The Nature of Faith as Illustrated in the Case of Abraham
Romans 4:1-25
What shall we say then that Abraham our father, as pertaining to the flesh, has found?…


I. FAITH The Hebrew, Greek, Latin, and English words hover between two meanings —

1. Trustfulness, the frame of mind which relies on another.

2. Trustworthiness, the frame of mind which can be relied upon. Not only are the two connected together grammatically, as active and passive senses of the same word, or logically, as subject and object of the same act; but there is a close moral affinity between them. Fidelity, constancy, firmness, confidence, reliance, trust, belief — these are the links which connect the two extremes, the passive with the active meaning of "faith." Owing to these combined causes, the two senses will at times be so blended together that they can only be separated by some arbitrary distinction.

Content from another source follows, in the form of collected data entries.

//! Lifecycle of one upgraded connection: handshake, frame loop, teardown.

use crate::channel::{Connection, DispatchOutcome, MessageDispatcher};
use crate::error::server::ServerError;
use crate::http::wire::{RequestHead, write_switching_protocols};
use crate::server::{ConnectionEvent, Shared};

use common::ErrorLocation;

use std::net::SocketAddr;
use std::panic::Location;
use std::sync::Arc;
use std::time::Duration;

use futures_util::stream::SplitSink;
use futures_util::{SinkExt, StreamExt};
use log::{debug, error, info, warn};
use tokio::net::TcpStream;
use tokio::sync::mpsc::{UnboundedReceiver, unbounded_channel};
use tokio::task::spawn_blocking;
use tokio::time::timeout;
use tokio_tungstenite::WebSocketStream;
use tokio_tungstenite::tungstenite::Message;
use tokio_tungstenite::tungstenite::handshake::derive_accept_key;
use tokio_tungstenite::tungstenite::protocol::Role;

/// How long teardown waits for the close frame to be flushed.
const CLOSE_GRACE: Duration = Duration::from_secs(1);

type FrameSink = SplitSink<WebSocketStream<TcpStream>, Message>;

/// Complete the upgrade on `stream` and serve frames until the connection closes.
///
/// `leftover` holds any bytes the client sent after the upgrade request head.
pub(crate) async fn run(
    shared: Arc<Shared>,
    mut stream: TcpStream,
    leftover: Vec<u8>,
    head: RequestHead,
    remote_addr: SocketAddr,
) {
    let accept_key = match accept_key(&head) {
        Ok(key) => key,
        Err(e) => {
            warn!("Rejected upgrade from {}: {}", remote_addr, e);
            return;
        }
    };

    if let Err(e) = write_switching_protocols(&mut stream, &accept_key).await {
        let e = ServerError::from(e);
        warn!("Upgrade response to {} failed: {}", remote_addr, e);
        return;
    }

    let socket = WebSocketStream::from_partially_read(stream, leftover, Role::Server, None).await;
    let (sink, mut source) = socket.split();

    let (connection, outbound) = Connection::new(remote_addr, head.headers);
    connection.mark_open();
    shared.registry.add(connection.clone());
    shared.emit(ConnectionEvent::Opened {
        id: connection.id(),
        remote_addr,
    });
    info!("Connection {} opened from {}", connection.id(), remote_addr);

    let writer = tokio::spawn(write_frames(connection.clone(), sink, outbound));
    let abort_writer = writer.abort_handle();

    // Frames are dispatched off the read loop so pongs and closes are still
    // seen while a handler runs.
    let (inbound, pending) = unbounded_channel();
    let dispatch = tokio::spawn(dispatch_frames(
        Arc::clone(&shared.dispatcher),
        connection.clone(),
        pending,
    ));

    loop {
        tokio::select! {
            biased;
            _ = connection.closing() => break,
            frame = source.next() => match frame {
                Some(Ok(Message::Text(text))) => {
                    if inbound.send(text.to_string()).is_err() {
                        break;
                    }
                }
                Some(Ok(Message::Binary(data))) => {
                    warn!(
                        "Binary frame of {} bytes from {} dropped",
                        data.len(),
                        connection.id()
                    );
                }
                Some(Ok(Message::Pong(_))) => connection.record_pong(),
                // Pings are answered by the protocol layer.
                Some(Ok(Message::Ping(_))) | Some(Ok(Message::Frame(_))) => {}
                Some(Ok(Message::Close(frame))) => {
                    debug!("Connection {} closed by peer: {:?}", connection.id(), frame);
                    break;
                }
                Some(Err(e)) => {
                    let e = ServerError::Read {
                        message: e.to_string(),
                        location: ErrorLocation::from(Location::caller()),
                    };
                    debug!("Connection {} read failed: {}", connection.id(), e);
                    break;
                }
                None => break,
            }
        }
    }

    drop(inbound);
    connection.close();
    shared.registry.remove(connection.id());

    if timeout(CLOSE_GRACE, writer).await.is_err() {
        abort_writer.abort();
    }

    // A handler still running on the blocking pool finishes on its own; its
    // sends fail once the connection has left `Open`.
    dispatch.abort();

    connection.mark_closed();
    shared.emit(ConnectionEvent::Closed {
        id: connection.id(),
        remote_addr,
    });
    info!("Connection {} from {} closed", connection.id(), remote_addr);
}

#[track_caller]
fn accept_key(head: &RequestHead) -> Result<String, ServerError> {
    let key = head
        .headers
        .get("sec-websocket-key")
        .ok_or_else(|| ServerError::Handshake {
            message: "missing Sec-WebSocket-Key".to_string(),
            location: ErrorLocation::from(Location::caller()),
        })?;
    Ok(derive_accept_key(key.as_bytes()))
}

/// Dispatch queued text frames one at a time, in arrival order, while the
/// connection stays open.
pub(crate) async fn dispatch_frames(
    dispatcher: Arc<MessageDispatcher>,
    connection: Connection,
    mut pending: UnboundedReceiver<String>,
) {
    while let Some(text) = pending.recv().await {
        if !connection.is_open() {
            debug!(
                "Frame for {} dropped: connection no longer open",
                connection.id()
            );
            break;
        }
        let dispatcher = Arc::clone(&dispatcher);
        let target = connection.clone();
        match spawn_blocking(move || dispatcher.dispatch(&target, &text)).await {
            Ok(DispatchOutcome::Consumed { .. }) | Ok(DispatchOutcome::Unclaimed) => {}
            Ok(DispatchOutcome::Malformed) => {
                debug!("Malformed frame from {} ignored", connection.id());
            }
            Err(e) => error!("Dispatch for {} aborted: {}", connection.id(), e),
        }
    }
}

/// Drain the outbound queue into the socket until a close frame goes out.
async fn write_frames(
    connection: Connection,
    mut sink: FrameSink,
    mut outbound: UnboundedReceiver<Message>,
) {
    while let Some(message) = outbound.recv().await {
        let closing = matches!(message, Message::Close(_));
        if let Err(e) = sink.send(message).await {
            let e = ServerError::Send {
                message: e.to_string(),
                location: ErrorLocation::from(Location::caller()),
            };
            debug!("Connection {} write failed: {}", connection.id(), e);
            connection.close();
            return;
        }
        if closing {
            break;
        }
    }
    let _ = sink.close().await;
}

When the members of the Christian brotherhood, e.g., are called "the faithful," what is meant by this? Does it imply their constancy, their trust. worthiness, or their faith, their belief? In all such cases it is better to accept the latitude, and oven the vagueness, of a word or phrase, than to attempt a rigid definition which after all can only be artificial. And indeed the loss in grammatical precision is often more than compensated by the gain in theological depth. In the case of "the faithful," e.g., does not the one quality of heart carry the other with it, so that they who are trustful are trusty also; they who have faith in God are steadfast and immovable in the path of duty?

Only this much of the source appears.